What you have to do:
Repeat the listing below word for word, stopping after the line that contains "to the configured".

Input for this task:
· · · · ·

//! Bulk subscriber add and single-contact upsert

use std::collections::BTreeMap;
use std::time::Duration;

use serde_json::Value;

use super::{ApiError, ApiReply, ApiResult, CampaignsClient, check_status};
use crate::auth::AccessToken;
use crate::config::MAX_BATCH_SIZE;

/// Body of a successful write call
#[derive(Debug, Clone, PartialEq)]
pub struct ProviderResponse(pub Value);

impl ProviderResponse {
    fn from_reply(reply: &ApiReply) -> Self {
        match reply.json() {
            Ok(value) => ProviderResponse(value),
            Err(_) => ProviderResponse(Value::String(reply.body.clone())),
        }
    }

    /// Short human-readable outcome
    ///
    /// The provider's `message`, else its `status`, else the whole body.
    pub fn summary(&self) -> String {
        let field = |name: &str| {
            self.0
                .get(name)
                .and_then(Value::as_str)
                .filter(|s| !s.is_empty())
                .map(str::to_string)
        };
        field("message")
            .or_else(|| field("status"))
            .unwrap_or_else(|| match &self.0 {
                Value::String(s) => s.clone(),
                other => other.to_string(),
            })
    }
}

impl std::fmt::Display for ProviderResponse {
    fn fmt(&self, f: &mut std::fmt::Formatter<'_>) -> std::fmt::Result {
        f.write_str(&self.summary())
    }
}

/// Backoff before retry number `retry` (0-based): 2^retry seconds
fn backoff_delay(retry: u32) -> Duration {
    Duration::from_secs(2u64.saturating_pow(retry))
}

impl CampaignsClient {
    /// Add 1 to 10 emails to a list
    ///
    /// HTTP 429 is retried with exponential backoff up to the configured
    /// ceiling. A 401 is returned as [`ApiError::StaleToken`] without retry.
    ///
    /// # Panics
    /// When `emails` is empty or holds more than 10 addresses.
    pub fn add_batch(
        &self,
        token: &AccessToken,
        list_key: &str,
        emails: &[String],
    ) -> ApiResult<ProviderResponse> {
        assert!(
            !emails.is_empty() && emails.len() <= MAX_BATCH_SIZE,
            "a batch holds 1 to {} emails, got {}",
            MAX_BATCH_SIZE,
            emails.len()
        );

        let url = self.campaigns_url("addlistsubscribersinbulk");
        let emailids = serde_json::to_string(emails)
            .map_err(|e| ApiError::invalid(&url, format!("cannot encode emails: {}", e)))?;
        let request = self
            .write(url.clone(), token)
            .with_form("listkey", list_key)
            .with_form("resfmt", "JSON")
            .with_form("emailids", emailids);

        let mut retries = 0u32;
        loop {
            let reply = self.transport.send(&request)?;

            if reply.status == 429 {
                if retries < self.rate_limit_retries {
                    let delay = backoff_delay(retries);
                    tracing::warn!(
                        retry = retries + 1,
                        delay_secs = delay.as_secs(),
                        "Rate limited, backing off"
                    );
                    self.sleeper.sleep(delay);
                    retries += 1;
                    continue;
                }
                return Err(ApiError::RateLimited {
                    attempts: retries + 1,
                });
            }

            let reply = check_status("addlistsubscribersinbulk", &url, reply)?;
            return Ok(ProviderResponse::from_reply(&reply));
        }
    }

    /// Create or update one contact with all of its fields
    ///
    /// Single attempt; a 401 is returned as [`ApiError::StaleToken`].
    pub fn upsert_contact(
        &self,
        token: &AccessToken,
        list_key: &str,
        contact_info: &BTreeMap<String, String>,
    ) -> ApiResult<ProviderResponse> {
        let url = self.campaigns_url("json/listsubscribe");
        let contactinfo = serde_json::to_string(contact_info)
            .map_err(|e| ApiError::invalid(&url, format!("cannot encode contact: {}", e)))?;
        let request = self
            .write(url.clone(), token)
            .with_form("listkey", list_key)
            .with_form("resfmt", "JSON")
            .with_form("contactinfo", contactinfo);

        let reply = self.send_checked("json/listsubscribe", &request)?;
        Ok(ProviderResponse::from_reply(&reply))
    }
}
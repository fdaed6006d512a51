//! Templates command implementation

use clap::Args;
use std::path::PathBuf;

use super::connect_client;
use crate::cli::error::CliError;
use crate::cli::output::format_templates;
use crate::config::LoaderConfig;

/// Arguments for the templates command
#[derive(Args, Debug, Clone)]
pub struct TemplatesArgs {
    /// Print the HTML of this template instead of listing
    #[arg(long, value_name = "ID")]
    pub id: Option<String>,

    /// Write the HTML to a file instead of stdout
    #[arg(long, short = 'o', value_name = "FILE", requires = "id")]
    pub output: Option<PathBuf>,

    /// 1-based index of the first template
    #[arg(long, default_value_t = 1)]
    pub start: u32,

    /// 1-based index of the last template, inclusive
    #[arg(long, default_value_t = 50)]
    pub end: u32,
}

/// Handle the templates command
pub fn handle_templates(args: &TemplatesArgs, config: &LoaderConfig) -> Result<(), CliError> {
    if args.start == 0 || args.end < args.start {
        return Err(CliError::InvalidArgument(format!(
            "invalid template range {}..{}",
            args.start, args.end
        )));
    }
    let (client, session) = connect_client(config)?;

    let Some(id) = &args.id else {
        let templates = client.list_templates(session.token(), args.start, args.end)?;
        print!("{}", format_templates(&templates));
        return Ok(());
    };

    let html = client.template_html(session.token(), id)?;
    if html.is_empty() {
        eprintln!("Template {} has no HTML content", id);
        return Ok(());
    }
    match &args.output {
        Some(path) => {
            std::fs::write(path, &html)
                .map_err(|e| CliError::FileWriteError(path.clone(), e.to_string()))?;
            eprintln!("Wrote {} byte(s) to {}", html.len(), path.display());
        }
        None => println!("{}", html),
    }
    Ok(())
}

· · · · ·

Task answer:
//! Bulk subscriber add and single-contact upsert

use std::collections::BTreeMap;
use std::time::Duration;

use serde_json::Value;

use super::{ApiError, ApiReply, ApiResult, CampaignsClient, check_status};
use crate::auth::AccessToken;
use crate::config::MAX_BATCH_SIZE;

/// Body of a successful write call
#[derive(Debug, Clone, PartialEq)]
pub struct ProviderResponse(pub Value);

impl ProviderResponse {
    fn from_reply(reply: &ApiReply) -> Self {
        match reply.json() {
            Ok(value) => ProviderResponse(value),
            Err(_) => ProviderResponse(Value::String(reply.body.clone())),
        }
    }

    /// Short human-readable outcome
    ///
    /// The provider's `message`, else its `status`, else the whole body.
    pub fn summary(&self) -> String {
        let field = |name: &str| {
            self.0
                .get(name)
                .and_then(Value::as_str)
                .filter(|s| !s.is_empty())
                .map(str::to_string)
        };
        field("message")
            .or_else(|| field("status"))
            .unwrap_or_else(|| match &self.0 {
                Value::String(s) => s.clone(),
                other => other.to_string(),
            })
    }
}

impl std::fmt::Display for ProviderResponse {
    fn fmt(&self, f: &mut std::fmt::Formatter<'_>) -> std::fmt::Result {
        f.write_str(&self.summary())
    }
}

/// Backoff before retry number `retry` (0-based): 2^retry seconds
fn backoff_delay(retry: u32) -> Duration {
    Duration::from_secs(2u64.saturating_pow(retry))
}

impl CampaignsClient {
    /// Add 1 to 10 emails to a list
    ///
    /// HTTP 429 is retried with exponential backoff up to the configured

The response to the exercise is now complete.